# Concrete driveway poured 9 inches above garage floor level



## melbedw (Oct 18, 2018)

So we had a licensed contractor out to pour a brand new concrete driveway to replace an existing gravel driveway. The main issue we wanted to solve was water that was running into our garage, which sits slightly lower than the existing gravel driveway (maybe an inch or two). This house was built in 1941 and is a bit quirky.

We do not use the garage to park a car. It's only for storage. The contractor proposed adding a drain to the new driveway in front of the garage and also indicated that he thought the best course of action would be to build the driveway up a bit higher and add a slope toward the drain. Our understanding was that the driveway would be about 2-4 inches higher than the floor of the garage. We trusted his expertise and he moved forward with the job.

The work was done yesterday and we ended up with a driveway that is 9 inches higher than the floor of the garage. We were quite upset with the end result and feel the whole thing should be ripped out and redone. I've attached photos showing the depth of the concrete from inside the garage. What I don't have pictures of at this time (I can take later) is the 6 or so inch gap between the super tall driveway and the garage door, which we fear will just be a place for water to collect and pool in the garage (AGAIN).

We had the contractor back out and he seemed stunned that we were not happy. For now, we're withholding the other half of our payment. Are we crazy? Is this acceptable work? Would this pass an inspection if we tried to sell the house?


----------



## rrmccabe (Sep 3, 2018)

Honestly sounds like something that should have been hashed out better before the job was even started. More questions asked. 



Not knowing all the details its really hard to say. I personally would have did a bunch of grade work if needed to get the fall away from the garage.


----------



## SPS-1 (Oct 21, 2008)

How is the new driveway in relation to the rest of the property? 


I suspect you are going to say it is otherwise fine, and that the root problem is that the garage is too low. Contactor is going to have a good point when he says he is not a miracle worker - if your garage is 10" too low (actually, it looks like more) there is no simple fix. (There are some expensive fixes, but not simple fixes).

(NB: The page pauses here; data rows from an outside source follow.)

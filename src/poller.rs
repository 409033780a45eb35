//! Non-blocking settings polling state machine.
//!
//! Runs on the same thread as rendering. Each `update()` call performs at
//! most one state transition and at most one bounded transport step, so
//! polling can never stall the frame loop. Every failure path resets the
//! poll timer: the next attempt waits a full interval (deliberate backoff
//! rather than immediate retry).

use embassy_time::{Duration, Instant};
use log::{debug, warn};

use crate::settings::Settings;
use crate::{NetworkAssociation, SettingsFetcher};

/// Default time between poll attempts (~0.2 Hz).
pub const DEFAULT_POLL_INTERVAL: Duration = Duration::from_secs(5);

/// Response body buffer size.
const MAX_RESPONSE_BYTES: usize = 1024;

#[derive(Debug, Clone, Copy, PartialEq, Eq)]
enum PollState {
    Idle,
    Connecting,
    Fetching,
}

/// Periodic remote settings poller.
pub struct SettingsPoller<F, A> {
    fetcher: F,
    network: A,
    state: PollState,
    poll_interval: Duration,
    last_poll: Instant,
    buf: [u8; MAX_RESPONSE_BYTES],
}

impl<F: SettingsFetcher, A: NetworkAssociation> SettingsPoller<F, A> {
    pub fn new(fetcher: F, network: A) -> Self {
        Self::with_interval(fetcher, network, DEFAULT_POLL_INTERVAL)
    }

    pub fn with_interval(fetcher: F, network: A, poll_interval: Duration) -> Self {
        Self {
            fetcher,
            network,
            state: PollState::Idle,
            poll_interval,
            last_poll: Instant::from_millis(0),
            buf: [0; MAX_RESPONSE_BYTES],
        }
    }

    /// Whether a poll attempt is currently in flight.
    pub fn is_idle(&self) -> bool {
        self.state == PollState::Idle
    }

    /// Advance the state machine by at most one step.
    ///
    /// Returns a validated settings snapshot when a fetch completed this
    /// call. Association and transport failures are swallowed here: they
    /// are logged, reset the poller, and never reach the render loop.
    pub fn update(&mut self, now: Instant) -> Option<Settings> {
        match self.state {
            PollState::Idle => {
                if now.duration_since(self.last_poll) >= self.poll_interval {
                    self.state = PollState::Connecting;
                }
                None
            }
            PollState::Connecting => {
                if self.network.is_connected() {
                    self.state = PollState::Fetching;
                } else {
                    match self.network.connect() {
                        Ok(()) => self.state = PollState::Fetching,
                        Err(err) => {
                            warn!("wifi association failed: {err:?}");
                            self.reset(now);
                        }
                    }
                }
                None
            }
            PollState::Fetching => {
                let fetched = self.fetcher.fetch(&mut self.buf);
                self.reset(now);
                match fetched {
                    Ok(len) => match Settings::from_json(&self.buf[..len]) {
                        Ok(settings) => {
                            debug!("settings fetched: {settings:?}");
                            Some(settings)
                        }
                        Err(err) => {
                            warn!("settings rejected: {err:?}");
                            None
                        }
                    },
                    Err(err) => {
                        warn!("settings fetch failed: {err:?}");
                        None
                    }
                }
            }
        }
    }

    fn reset(&mut self, now: Instant) {
        self.state = PollState::Idle;
        self.last_poll = now;
    }
}
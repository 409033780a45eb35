use smart_leds::RGB8;

use crate::math8::lerp8;

pub type Rgb = RGB8;

/// Blend two RGB colors
///
/// # Arguments
/// * `a` - First color
/// * `b` - Second color
/// * `amount_of_b` - Blend factor (0 = all a, 255 = all b)
#[inline]
pub const fn blend_colors(a: Rgb, b: Rgb, amount_of_b: u8) -> Rgb {
    Rgb {
        r: lerp8(a.r, b.r, amount_of_b),
        g: lerp8(a.g, b.g, amount_of_b),
        b: lerp8(a.b, b.b, amount_of_b),
    }
}

/// Create an RGB color from a u32 value (0xRRGGBB format)
#[allow(clippy::cast_possible_truncation)]
pub const fn rgb_from_u32(color: u32) -> Rgb {
    Rgb {
        r: ((color >> 16) & 0xFF) as u8,
        g: ((color >> 8) & 0xFF) as u8,
        b: (color & 0xFF) as u8,
    }
}
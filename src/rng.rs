//! Deterministic random source for spawn positions and palette colors.
//!
//! SplitMix64-style mixing, no floats. Seedable so a whole animation run
//! can be reproduced in tests.

use crate::color::{Rgb, rgb_from_u32};

#[derive(Debug, Clone)]
pub struct SparkleRng {
    state: u64,
}

impl SparkleRng {
    pub const fn new(seed: u64) -> Self {
        Self { state: seed }
    }

    /// Next raw 32-bit draw.
    #[inline]
    #[allow(clippy::cast_possible_truncation)]
    pub fn next_u32(&mut self) -> u32 {
        self.state = self.state.wrapping_add(0x9e37_79b9_7f4a_7c15);
        let mut z = self.state;
        z = (z ^ (z >> 30)).wrapping_mul(0xbf58_476d_1ce4_e5b9);
        z = (z ^ (z >> 27)).wrapping_mul(0x94d0_49bb_1331_11eb);
        (z ^ (z >> 31)) as u32
    }

    /// Draw in `[0, bound)`. `bound` must be non-zero.
    #[inline]
    pub fn below(&mut self, bound: u32) -> u32 {
        debug_assert!(bound > 0);
        self.next_u32() % bound
    }

    /// Random 24-bit color.
    pub fn color(&mut self) -> Rgb {
        rgb_from_u32(self.next_u32() & 0x00FF_FFFF)
    }
}
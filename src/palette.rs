//! Shared color slot table.
//!
//! Each slot carries a `current`/`target` pair and the `rendered` blend
//! between them at the frame's transition progress. Particles reference
//! slots by index, so many sparkles can share one animated color.

use heapless::Vec;

use crate::color::{Rgb, blend_colors};
use crate::rng::SparkleRng;
use crate::settings::{MAX_COLORS, Settings};

/// One animated color pair.
#[derive(Debug, Clone, Copy, PartialEq, Eq)]
pub struct PaletteSlot {
    pub current: Rgb,
    pub target: Rgb,
    pub rendered: Rgb,
}

impl PaletteSlot {
    const fn fixed(color: Rgb) -> Self {
        Self {
            current: color,
            target: color,
            rendered: color,
        }
    }

    fn random(rng: &mut SparkleRng) -> Self {
        let current = rng.color();
        Self {
            current,
            target: rng.color(),
            rendered: current,
        }
    }
}

/// Palette table sized by the active settings snapshot.
///
/// Two modes: random (slots drift between random colors) and fixed
/// (slots rotate through an explicit color list from the server).
#[derive(Debug, Clone)]
pub struct Palette<const MAX_SLOTS: usize> {
    slots: Vec<PaletteSlot, MAX_SLOTS>,
    colors: Vec<Rgb, MAX_COLORS>,
    cursor: usize,
}

impl<const MAX_SLOTS: usize> Palette<MAX_SLOTS> {
    /// Build a palette for a settings snapshot.
    pub fn from_settings(settings: &Settings, rng: &mut SparkleRng) -> Self {
        let mut palette = Self {
            slots: Vec::new(),
            colors: settings.colors.clone(),
            cursor: 0,
        };
        palette.fill(settings.slot_count().min(MAX_SLOTS), rng);
        palette
    }

    /// Number of active slots.
    pub fn len(&self) -> usize {
        self.slots.len()
    }

    pub fn is_empty(&self) -> bool {
        self.slots.is_empty()
    }

    pub fn slots(&self) -> &[PaletteSlot] {
        &self.slots
    }

    /// Rendered color for a particle's slot index.
    ///
    /// Out-of-range indices fall back to the first slot; the pool keeps
    /// indices in range after every reconcile, so this is a guard only.
    pub fn rendered(&self, slot: u8) -> Rgb {
        self.slots
            .get(usize::from(slot))
            .or_else(|| self.slots.first())
            .map_or(Rgb::default(), |s| s.rendered)
    }

    /// Recompute every slot's rendered color at the given progress.
    pub fn blend(&mut self, progress: u8) {
        for slot in &mut self.slots {
            slot.rendered = blend_colors(slot.current, slot.target, progress);
        }
    }

    /// Complete a transition cycle: target becomes current, and a new
    /// target is drawn (random mode) or rotated in (fixed mode).
    pub fn advance(&mut self, rng: &mut SparkleRng) {
        self.cursor = self.cursor.wrapping_add(1);
        let fixed = !self.colors.is_empty();
        for (i, slot) in self.slots.iter_mut().enumerate() {
            slot.current = slot.target;
            slot.target = if fixed {
                self.colors[(i + self.cursor) % self.colors.len()]
            } else {
                rng.color()
            };
            slot.rendered = slot.current;
        }
    }

    /// Apply a new settings snapshot.
    ///
    /// A changed color list rebuilds every slot; otherwise the table
    /// grows or shrinks incrementally to the requested count.
    pub fn reconcile(&mut self, settings: &Settings, rng: &mut SparkleRng) {
        let count = settings.slot_count().min(MAX_SLOTS);
        if settings.colors != self.colors {
            self.colors = settings.colors.clone();
            self.cursor = 0;
            self.slots.clear();
            self.fill(count, rng);
            return;
        }

        if count < self.slots.len() {
            self.slots.truncate(count);
        } else {
            self.fill(count, rng);
        }
    }

    fn fill(&mut self, count: usize, rng: &mut SparkleRng) {
        while self.slots.len() < count {
            let slot = if self.colors.is_empty() {
                PaletteSlot::random(rng)
            } else {
                PaletteSlot::fixed(self.colors[self.slots.len() % self.colors.len()])
            };
            // Count is clamped to MAX_SLOTS above.
            let _ = self.slots.push(slot);
        }
    }
}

Having said that, what he left you with is ridiculous. That is downright dangerous. Only a matter of time before somebody hurts themselves or somebody drives off the cliff. That can't possibly be within code. It would be interesting to see how his quote is worded, but there is an expectation that work be done to a certain level of competence. If he left you with a dangerous situation, I can't see how he met that expectation.


----------



## Nealtw (Jun 22, 2017)

With a drain there, there was no need to raise the driveway?????????


----------



## HenryMac (Sep 12, 2018)

At this point your contract with the contractor is all you really have. What does it specify?

You asked if this would pass inspection. I would call the zoning folks now and ask that question. A licensed contractor will be more willing to work with you if the zoning folks say the work doesn't meet local code.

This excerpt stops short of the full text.